1 week, 3 days worth of frame write failed error counts:

mmdd errors
1027 2218
1028 1426
1029 5275
1030 2454
1031 1612
1101 2797
1102 1635
1103 3278
1104 743
1105 1117
Comments:By: Asterisk Team (asteriskteam) 2019-11-05 22:24:09.137-0600

Thanks for creating a report! The issue has entered the triage process. That means the issue will wait in this status until a Bug Marshal has an opportunity to review the issue. Once the issue has been reviewed you will receive comments regarding the next steps towards resolution.

A good first step is for you to review the [Asterisk Issue Guidelines|https://wiki.asterisk.org/wiki/display/AST/Asterisk+Issue+Guidelines] if you haven't already. The guidelines detail what is expected from an Asterisk issue report.

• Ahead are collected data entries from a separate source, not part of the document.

//! Domain types for location records moving from the source to the sink.
//!
//! Raw records are kept as untyped JSON maps until the normalizer has
//! validated them; only [`CanonicalRecord`] is allowed near the sink.

use std::fmt;

use serde::{Deserialize, Serialize};

// ---------------------------------------------------------------------------
// Newtypes
// ---------------------------------------------------------------------------

/// Opaque identifier of one pending record inside the source store.
#[derive(Debug, Clone, PartialEq, Eq, PartialOrd, Ord, Hash, Serialize, Deserialize)]
#[serde(transparent)]
pub struct SourceKey(pub String);

impl SourceKey {
    pub fn as_str(&self) -> &str {
        &self.0
    }
}

impl fmt::Display for SourceKey {
    fn fmt(&self, f: &mut fmt::Formatter<'_>) -> fmt::Result {
        self.0.fmt(f)
    }
}

impl From<String> for SourceKey {
    fn from(s: String) -> Self {
        Self(s)
    }
}

impl From<&str> for SourceKey {
    fn from(s: &str) -> Self {
        Self(s.to_owned())
    }
}

/// Identifier of a tracking device, as registered in the sink's device table.
#[derive(Debug, Clone, PartialEq, Eq, PartialOrd, Ord, Hash, Serialize, Deserialize)]
#[serde(transparent)]
pub struct DeviceId(pub String);

impl DeviceId {
    pub fn as_str(&self) -> &str {
        &self.0
    }
}

impl fmt::Display for DeviceId {
    fn fmt(&self, f: &mut fmt::Formatter<'_>) -> fmt::Result {
        self.0.fmt(f)
    }
}

impl From<String> for DeviceId {
    fn from(s: String) -> Self {
        Self(s)
    }
}

impl From<&str> for DeviceId {
    fn from(s: &str) -> Self {
        Self(s.to_owned())
    }
}

// ---------------------------------------------------------------------------
// Records
// ---------------------------------------------------------------------------

/// A record exactly as the source returned it for one key.
pub type RawRecord = serde_json::Map<String, serde_json::Value>;

/// Value written to the `source` column of every migrated row.
pub const RECORD_SOURCE: &str = "firebase";

/// Validated, sink-ready projection of a [`RawRecord`].
///
/// Only [`crate::normalize::normalize`] builds these; the fields are public
/// for reading and for serializing into the sink row.
#[derive(Debug, Clone, PartialEq, Serialize)]
pub struct CanonicalRecord {
    pub device_id: DeviceId,
    pub latitude: f64,
    pub longitude: f64,
    pub speed: Option<f64>,
    /// `YYYY-MM-DDTHH:MM:SS`, wall-clock values copied from the source.
    pub timestamp: String,
    pub source: String,
}

impl CanonicalRecord {
    pub(crate) fn new(
        device_id: DeviceId,
        latitude: f64,
        longitude: f64,
        speed: Option<f64>,
        timestamp: String,
    ) -> Self {
        Self {
            device_id,
            latitude,
            longitude,
            speed,
            timestamp,
            source: RECORD_SOURCE.to_string(),
        }
    }
}

// ---------------------------------------------------------------------------
// Rejections
// ---------------------------------------------------------------------------

/// Why a raw record could not be turned into a [`CanonicalRecord`].
#[derive(Debug, Clone, Copy, PartialEq, Eq, Hash, Serialize, Deserialize)]
#[serde(rename_all = "snake_case")]
pub enum RejectionReason {
    /// `childID`, `lat`, `long` or `timestamp` is absent, null or empty.
    MissingFields,
    /// `timestamp` is not `YYYY-MM-DD HH:MM:SS` or names an impossible instant.
    BadTimestamp,
    /// A coordinate or speed could not be read as a finite number.
    InvalidNumber,
    /// The snapshot entry is not a JSON object at all.
    NotAnObject,
}

impl RejectionReason {
    pub fn as_str(&self) -> &'static str {
        match self {
            RejectionReason::MissingFields => "missing_fields",
            RejectionReason::BadTimestamp => "bad_timestamp",
            RejectionReason::InvalidNumber => "invalid_number",
            RejectionReason::NotAnObject => "not_an_object",
        }
    }
}

impl fmt::Display for RejectionReason {
    fn fmt(&self, f: &mut fmt::Formatter<'_>) -> fmt::Result {
        f.write_str(self.as_str())
    }
}

// ---------------------------------------------------------------------------
// Tests
// ---------------------------------------------------------------------------
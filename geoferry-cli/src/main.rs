//! geoferry — move location fixes from a Firebase Realtime Database into
//! Supabase.
//!
//! # Usage
//!
//! ```text
//! geoferry run [--interval SECS] [--no-cleanup] [--dry-run]
//! geoferry once [--dry-run] [--json]
//! geoferry pending [--json]
//! geoferry check [--json]
//! geoferry config init [--force]
//! geoferry config show
//! ```

mod commands;

use anyhow::Result;
use clap::{Parser, Subcommand};

use commands::{
    check::CheckArgs, config::ConfigCommand, once::OnceArgs, pending::PendingArgs, run::RunArgs,
};

// ---------------------------------------------------------------------------
// CLI entry point
// ---------------------------------------------------------------------------

#[derive(Parser, Debug)]
#[command(
    name = "geoferry",
    version,
    about = "Migrate location records from Firebase RTDB into Supabase",
    long_about = None,
)]
struct Cli {
    #[command(subcommand)]
    command: Commands,
}

#[derive(Subcommand, Debug)]
enum Commands {
    /// Check both stores, then poll and migrate until halted or interrupted.
    Run(RunArgs),

    /// Check both stores and run exactly one migration cycle.
    Once(OnceArgs),

    /// List pending source records with their validation verdict (read-only).
    Pending(PendingArgs),

    /// Probe connectivity to the source and sink stores.
    Check(CheckArgs),

    /// Scaffold or print ~/.geoferry/config.yaml.
    Config {
        #[command(subcommand)]
        command: ConfigCommand,
    },
}

// ---------------------------------------------------------------------------
// Main
// ---------------------------------------------------------------------------

fn main() -> Result<()> {
    let cli = Cli::parse();
    match cli.command {
        Commands::Run(args) => args.run(),
        Commands::Once(args) => args.run(),
        Commands::Pending(args) => args.run(),
        Commands::Check(args) => args.run(),
        Commands::Config { command } => commands::config::run(command),
    }
}
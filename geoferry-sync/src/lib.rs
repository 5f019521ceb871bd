//! # geoferry-sync
//!
//! The migration engine: source reader/cleaner, idempotency guard, sink
//! writer and the single-cycle pipeline that strings them together.
//!
//! Build a [`pipeline::SyncContext`] once, then call [`pipeline::run_cycle`]
//! for every poll. The loop, sleep and halt policy live in `geoferry-daemon`.

pub mod error;
pub mod guard;
#[cfg(any(test, feature = "test-utils"))]
pub mod memory;
pub mod pipeline;
pub mod sink;
pub mod source;
pub mod writer;

pub use error::{SinkError, SourceError, SyncError};
pub use guard::{IdempotencyGuard, SeenSet, SkipReason};
pub use pipeline::{
    preview, run_cycle, CycleOptions, CycleReport, OutcomeClass, PendingEntry, RecordOutcome,
    Removal, SyncContext,
};
pub use sink::{SinkStore, SupabaseSink};
pub use source::{FirebaseSource, Snapshot, SourceStore};
pub use writer::{CommitOutcome, SinkWriter};
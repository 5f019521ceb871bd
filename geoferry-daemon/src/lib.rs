//! geoferry daemon: startup checks and the polling controller loop.

pub mod controller;
mod error;
mod runtime;
pub mod startup;

pub use controller::{Controller, ControllerState, HaltReason};
pub use error::DaemonError;
pub use runtime::{init_tracing, log_report, run, start_blocking, LoopSummary};
pub use startup::{build_context, check_connectivity, probe, Connectivity, ConnectivityReport};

Then, if you are submitting a patch, please review the [Patch Contribution Process|https://wiki.asterisk.org/wiki/display/AST/Patch+Contribution+Process].

Please note that once your issue enters an open state it has been accepted. As Asterisk is an open source project there is no guarantee or timeframe on when your issue will be looked into. If you need expedient resolution you will need to find and pay a suitable developer. Asking for an update on your issue will not yield any progress on it and will not result in a response. All updates are posted to the issue when they occur.

By: Joshua C. Colp (jcolp) 2019-11-06 05:03:04.498-0600

What codecs are in use? What type of file is it writing to? Can you provide call flow and console output?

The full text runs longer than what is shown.